Author/Authors :
Iida, Shoichi Tokyo Women’s Medical University - School of Medicine - Department of Urology, Japan , Ishida, Hideki Tokyo Women’s Medical University - School of Medicine - Department of Urology, Japan , Miyamoto, Naoshi Tokyo Women’s Medical University - School of Medicine - Department of Urology, Japan , Shirakawa, Hiroki Tokyo Women’s Medical University - School of Medicine - Department of Urology, Japan , Shimizu, Tomokazu Tokyo Women’s Medical University - School of Medicine - Department of Urology, Japan , Setoguchi, Kiyoshi Tokyo Women’s Medical University - School of Medicine - Department of Urology, Japan , Toki, Daisuke Tokyo Women’s Medical University - School of Medicine - Department of Urology, Japan , Tanabe, Kazunari Tokyo Women’s Medical University - School of Medicine - Department of Urology, Japan
Abstract :
We present a kidney transplantation patient who developed rhabdomyolysis.
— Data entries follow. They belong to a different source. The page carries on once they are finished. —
//! EIP-1193 wallet bridge.
//!
//! Two runtimes: `Proxy` speaks JSON-RPC 2.0 to a local extension-bridge
//! endpoint over HTTP, `Deterministic` is the offline development fallback
//! with a built-in account that auto-approves watch requests. A user
//! declining in the wallet maps to [`PortError::Rejected`]; callers treat
//! the add-token request as fire-and-forget and only log that.

use std::sync::{Arc, Mutex};

use alloy::primitives::Address;
use serde_json::{json, Value};

use satellite_flow_core::{PortError, TokenDetails, WalletBridgePort};

use crate::config::DeploymentConfig;

/// EIP-1193 "user rejected request" error code.
const USER_REJECTED_CODE: i64 = 4001;

#[derive(Debug, Clone)]
pub struct Eip1193WalletAdapter {
    mode: WalletMode,
    state: Arc<Mutex<WalletState>>,
}

#[derive(Debug, Clone)]
enum WalletMode {
    Proxy(ProxyRuntime),
    Deterministic,
}

#[derive(Debug, Clone)]
struct ProxyRuntime {
    base_url: String,
    client: reqwest::blocking::Client,
}

#[derive(Debug, Default)]
struct WalletState {
    request_id: u64,
    watched: Vec<TokenDetails>,
}

impl Default for Eip1193WalletAdapter {
    fn default() -> Self {
        Self::with_config(&DeploymentConfig::default())
    }
}

impl Eip1193WalletAdapter {
    pub fn with_config(config: &DeploymentConfig) -> Self {
        let mode = match &config.wallet_proxy_url {
            Some(base_url) => {
                let timeout = std::time::Duration::from_millis(config.request_timeout_ms);
                match reqwest::blocking::Client::builder().timeout(timeout).build() {
                    Ok(client) => WalletMode::Proxy(ProxyRuntime {
                        base_url: base_url.clone(),
                        client,
                    }),
                    Err(e) => {
                        tracing::warn!("wallet proxy client failed to initialize: {e}");
                        WalletMode::Deterministic
                    }
                }
            }
            None => WalletMode::Deterministic,
        };
        Self {
            mode,
            state: Arc::new(Mutex::new(WalletState::default())),
        }
    }

    /// Tokens the deterministic wallet has accepted. Test hook.
    pub fn watched_assets(&self) -> Result<Vec<TokenDetails>, PortError> {
        let state = self
            .state
            .lock()
            .map_err(|_| PortError::Transport("wallet state poisoned".to_owned()))?;
        Ok(state.watched.clone())
    }

    fn next_request_id(&self) -> Result<u64, PortError> {
        let mut state = self
            .state
            .lock()
            .map_err(|_| PortError::Transport("wallet state poisoned".to_owned()))?;
        state.request_id += 1;
        Ok(state.request_id)
    }

    fn rpc(&self, runtime: &ProxyRuntime, method: &str, params: Value) -> Result<Value, PortError> {
        let body = json!({
            "jsonrpc": "2.0",
            "id": self.next_request_id()?,
            "method": method,
            "params": params,
        });
        let response = runtime
            .client
            .post(&runtime.base_url)
            .json(&body)
            .send()
            .map_err(|e| PortError::Transport(format!("wallet proxy request failed: {e}")))?;
        let payload: Value = response
            .json()
            .map_err(|e| PortError::Transport(format!("wallet proxy bad response: {e}")))?;

        if let Some(error) = payload.get("error") {
            let code = error.get("code").and_then(Value::as_i64).unwrap_or(0);
            let message = error
                .get("message")
                .and_then(Value::as_str)
                .unwrap_or("unknown wallet error")
                .to_owned();
            if code == USER_REJECTED_CODE {
                return Err(PortError::Rejected(message));
            }
            return Err(PortError::Transport(format!("wallet error {code}: {message}")));
        }
        payload
            .get("result")
            .cloned()
            .ok_or_else(|| PortError::Transport("wallet response missing result".to_owned()))
    }
}

impl WalletBridgePort for Eip1193WalletAdapter {
    fn request_accounts(&self) -> Result<Vec<String>, PortError> {
        match &self.mode {
            WalletMode::Deterministic => {
                Ok(vec!["0x1000000000000000000000000000000000000001".to_owned()])
            }
            WalletMode::Proxy(runtime) => {
                let result = self.rpc(runtime, "eth_requestAccounts", json!([]))?;
                let accounts = result
                    .as_array()
                    .ok_or_else(|| {
                        PortError::Transport("eth_requestAccounts result not an array".to_owned())
                    })?
                    .iter()
                    .filter_map(Value::as_str)
                    .map(str::to_owned)
                    .collect();
                Ok(accounts)
            }
        }
    }

    fn watch_asset(&self, token: &TokenDetails) -> Result<bool, PortError> {
        token.address.parse::<Address>().map_err(|e| {
            PortError::Validation(format!("token address {}: {e}", token.address))
        })?;

        match &self.mode {
            WalletMode::Deterministic => {
                let mut state = self
                    .state
                    .lock()
                    .map_err(|_| PortError::Transport("wallet state poisoned".to_owned()))?;
                state.watched.push(token.clone());
                Ok(true)
            }
            WalletMode::Proxy(runtime) => {
                let params = json!({
                    "type": "ERC20",
                    "options": {
                        "address": token.address,
                        "symbol": token.symbol,
                        "decimals": token.decimals,
                        "image": "",
                    },
                });
                let result = self.rpc(runtime, "wallet_watchAsset", params)?;
                Ok(result.as_bool().unwrap_or(false))
            }
        }
    }
}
The patient was initially immunosuppressed with tacrolimus,mycophenolate mofetil,steroids,and chimeric CD25 monoclonal antibody. He complained of severe precordial and appendicular pain on 25th day after the operation. The patient developed rhabdomyolysis manifested as a rise in serum creatine phosphkinase (CPK) and elevation of urinary myoglobulin at approximately the same time as his symptoms. Although he was switched from tacrolimus to cyclosporine (CYA),his muscle pain and levels of serum CPK did not improve. However,dividing the daily total amount of the calcinuerin inhibitors into more frequent doses in order to reach lower serum levels resolved the rhabdomyolysis. Therefore,we conclude that his rhabdomyolysis might be a dose-related problem of calcineurin inhibitor.